Instructions to follow:
From the records below, transcribe only the lines running from the one with "fn drop(&mut self)" through the one with "self.calls.push(Call::Release(resource));". Keep both of those end lines.

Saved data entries
····················

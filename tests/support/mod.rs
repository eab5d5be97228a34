//! Threaded mock collaborator for scenario testing
//!
//! Every notification is delivered from a worker thread spawned by the mock,
//! never from the thread that called into it.

#![allow(dead_code)]

use callgate::network::{
    ConnectOptions, ConnectionEvents, ErrorCode, Method, Request, Resource, StreamEvents,
    Transport,
};
use rand::rngs::StdRng;
use rand::{Rng, SeedableRng};
use std::env;
use std::sync::{Arc, Mutex};
use std::thread::{self, JoinHandle};
use std::time::Duration;

/// Code the mock reports when the security handshake never completes.
pub const NEGOTIATION_TIMED_OUT: ErrorCode = 1049;
/// Code the mock reports for an exchange cut short by connection teardown.
pub const CONNECTION_CLOSED: ErrorCode = 2058;

/// Installs a test subscriber once; `RUST_LOG` selects the level.
pub fn init_tracing() {
    let _ = tracing_subscriber::fmt()
        .with_env_filter(tracing_subscriber::EnvFilter::from_default_env())
        .with_test_writer()
        .try_init();
}

/// Wait bound for scenarios expected to succeed, overridable from `.env`.
pub fn scenario_timeout() -> Duration {
    dotenvy::dotenv().ok();
    env::var("CALLGATE_TEST_TIMEOUT_MS")
        .ok()
        .and_then(|value| value.parse().ok())
        .map(Duration::from_millis)
        .unwrap_or(callgate::config::DEFAULT_TIMEOUT)
}

/// Byte at `offset` of every mock response body.
pub fn body_byte(offset: usize) -> u8 {
    (offset % 251) as u8
}

#[derive(Debug, Clone, Copy)]
pub enum Setup {
    /// Report a connection after `delay`.
    Succeed(Duration),
    /// Report `code` without a connection after `delay`.
    Fail(Duration, ErrorCode),
    /// Never report.
    Never,
}

#[derive(Debug, Clone, Copy)]
pub enum Completion {
    /// Report `code` after the body.
    Report(ErrorCode),
    /// Stall after the body until the connection is released.
    Stall,
}

#[derive(Debug, Clone, Copy)]
pub struct Behavior {
    pub setup: Setup,
    pub reject_connect: Option<ErrorCode>,
    pub reject_request: Option<ErrorCode>,
    pub reject_acquire: Option<(Resource, ErrorCode)>,
    pub body_size: usize,
    pub max_chunk: usize,
    pub seed: u64,
    pub completion: Completion,
    /// `None` never confirms teardown.
    pub shutdown: Option<ErrorCode>,
}

impl Default for Behavior {
    fn default() -> Self {
        Self {
            setup: Setup::Succeed(Duration::from_millis(10)),
            reject_connect: None,
            reject_request: None,
            reject_acquire: None,
            body_size: 4096,
            max_chunk: 1024,
            seed: 7,
            completion: Completion::Report(0),
            shutdown: Some(0),
        }
    }
}

#[derive(Debug, Clone, Copy, PartialEq, Eq)]
pub struct MockConnection {
    pub id: u32,
}

#[derive(Debug, PartialEq, Eq)]
pub struct MockExchange {
    pub id: u32,
}

/// Calls the harness made, in order.
#[derive(Debug, Clone, Copy, PartialEq, Eq)]
pub enum Call {
    Acquire(Resource),
    Release(Resource),
    Connect,
    IssueRequest,
    ReleaseExchange,
    ReleaseConnection,
}

/// A stalled exchange, completed only when its connection is released.
#[derive(Default)]
struct Pending {
    body: Option<JoinHandle<()>>,
    stream: Option<Arc<dyn StreamEvents>>,
}

pub struct MockTransport {
    behavior: Behavior,
    calls: Vec<Call>,
    requests: Vec<(Method, Option<usize>)>,
    held: Vec<Resource>,
    next_id: u32,
    connection_events: Option<Arc<dyn ConnectionEvents<MockConnection>>>,
    pending: Arc<Mutex<Pending>>,
    workers: Vec<JoinHandle<()>>,
}

impl MockTransport {
    pub fn new(behavior: Behavior) -> Self {
        Self {
            behavior,
            calls: Vec::new(),
            requests: Vec::new(),
            held: Vec::new(),
            next_id: 1,
            connection_events: None,
            pending: Arc::new(Mutex::new(Pending::default())),
            workers: Vec::new(),
        }
    }

    pub fn calls(&self) -> &[Call] {
        &self.calls
    }

    /// Method and body length of every accepted request.
    pub fn requests(&self) -> &[(Method, Option<usize>)] {
        &self.requests
    }

    /// Shuts `connection` down from the collaborator's side, as a peer
    /// closing the socket would.
    pub fn close_from_peer(&mut self, connection: MockConnection, code: ErrorCode) {
        if let Some(events) = self.connection_events.clone() {
            self.spawn(move || events.on_shutdown(connection, code));
        }
    }

    /// Upstream resources acquired and not yet released.
    pub fn held(&self) -> &[Resource] {
        &self.held
    }

    pub fn count(&self, call: Call) -> usize {
        self.calls.iter().filter(|c| **c == call).count()
    }

    pub fn position(&self, call: Call) -> Option<usize> {
        self.calls.iter().position(|c| *c == call)
    }

    /// Waits for every worker, so late notifications have landed.
    pub fn join(&mut self) {
        for worker in self.workers.drain(..) {
            worker.join().unwrap();
        }
    }

    fn spawn(&mut self, work: impl FnOnce() + Send + 'static) {
        self.workers.push(thread::spawn(work));
    }
}

impl Drop for MockTransport {
    fn drop(&mut self) {
        for worker in self.workers.drain(..) {
            let _ = worker.join();
        }
    }
}

impl Transport for MockTransport {
    type Connection = MockConnection;
    type Exchange = MockExchange;

    fn acquire(&mut self, resource: Resource) -> Result<(), ErrorCode> {
        self.calls.push(Call::Acquire(resource));
        if let Some((rejected, code)) = self.behavior.reject_acquire {
            if rejected == resource {
                return Err(code);
            }
        }
        self.held.push(resource);
        Ok(())
    }

    fn release(&mut self, resource: Resource) {
        self.calls.push(Call::Release(resource));
        assert_eq!(self.held.pop(), Some(resource), "released out of order");
    }

    fn connect(
        &mut self,
        _options: &ConnectOptions,
        events: Arc<dyn ConnectionEvents<MockConnection>>,
    ) -> Result<(), ErrorCode> {
        self.calls.push(Call::Connect);
        if let Some(code) = self.behavior.reject_connect {
            return Err(code);
        }
        self.connection_events = Some(Arc::clone(&events));
        let connection = MockConnection { id: self.next_id };
        self.next_id += 1;
        let setup = self.behavior.setup;
        match setup {
            Setup::Succeed(delay) => self.spawn(move || {
                thread::sleep(delay);
                events.on_setup(Some(connection), 0);
            }),
            Setup::Fail(delay, code) => self.spawn(move || {
                thread::sleep(delay);
                events.on_setup(None, code);
            }),
            Setup::Never => {}
        }
        Ok(())
    }

    fn issue_request(
        &mut self,
        _connection: &MockConnection,
        request: &Request<'_>,
        events: Arc<dyn StreamEvents>,
    ) -> Result<MockExchange, ErrorCode> {
        self.calls.push(Call::IssueRequest);
        assert!(request.header("Host").is_some());
        if let Some(code) = self.behavior.reject_request {
            return Err(code);
        }
        self.requests
            .push((request.method, request.body.map(<[u8]>::len)));
        let exchange = MockExchange { id: self.next_id };
        self.next_id += 1;

        let behavior = self.behavior;
        let pending = Arc::clone(&self.pending);
        let worker = thread::spawn(move || {
            events.on_response_headers(&[]);
            let mut rng = StdRng::seed_from_u64(behavior.seed);
            let mut offset = 0;
            while offset < behavior.body_size {
                let len = rng
                    .gen_range(1..=behavior.max_chunk)
                    .min(behavior.body_size - offset);
                let chunk: Vec<u8> = (offset..offset + len).map(body_byte).collect();
                events.on_response_body(&chunk);
                offset += len;
            }
            match behavior.completion {
                Completion::Report(code) => events.on_complete(code),
                Completion::Stall => pending.lock().unwrap().stream = Some(events),
            }
        });
        match behavior.completion {
            Completion::Report(_) => self.workers.push(worker),
            Completion::Stall => self.pending.lock().unwrap().body = Some(worker),
        }
        Ok(exchange)
    }

    fn release_exchange(&mut self, _exchange: MockExchange) {
        self.calls.push(Call::ReleaseExchange);
    }

    fn release_connection(&mut self, connection: MockConnection) {
        self.calls.push(Call::ReleaseConnection);
        let events = self.connection_events.clone();
        let pending = Arc::clone(&self.pending);
        let shutdown = self.behavior.shutdown;
        self.spawn(move || {
            thread::sleep(Duration::from_millis(5));
            let body = pending.lock().unwrap().body.take();
            if let Some(body) = body {
                body.join().unwrap();
            }
            let stalled = pending.lock().unwrap().stream.take();
            if let Some(stream) = stalled {
                stream.on_complete(CONNECTION_CLOSED);
            }
            if let (Some(events), Some(code)) = (events, shutdown) {
                events.on_shutdown(connection, code);
            }
        });
    }
}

····················

Reply to the exercise:
    fn drop(&mut self) {
        for worker in self.workers.drain(..) {
            let _ = worker.join();
        }
    }
}

impl Transport for MockTransport {
    type Connection = MockConnection;
    type Exchange = MockExchange;

    fn acquire(&mut self, resource: Resource) -> Result<(), ErrorCode> {
        self.calls.push(Call::Acquire(resource));
        if let Some((rejected, code)) = self.behavior.reject_acquire {
            if rejected == resource {
                return Err(code);
            }
        }
        self.held.push(resource);
        Ok(())
    }

    fn release(&mut self, resource: Resource) {
        self.calls.push(Call::Release(resource));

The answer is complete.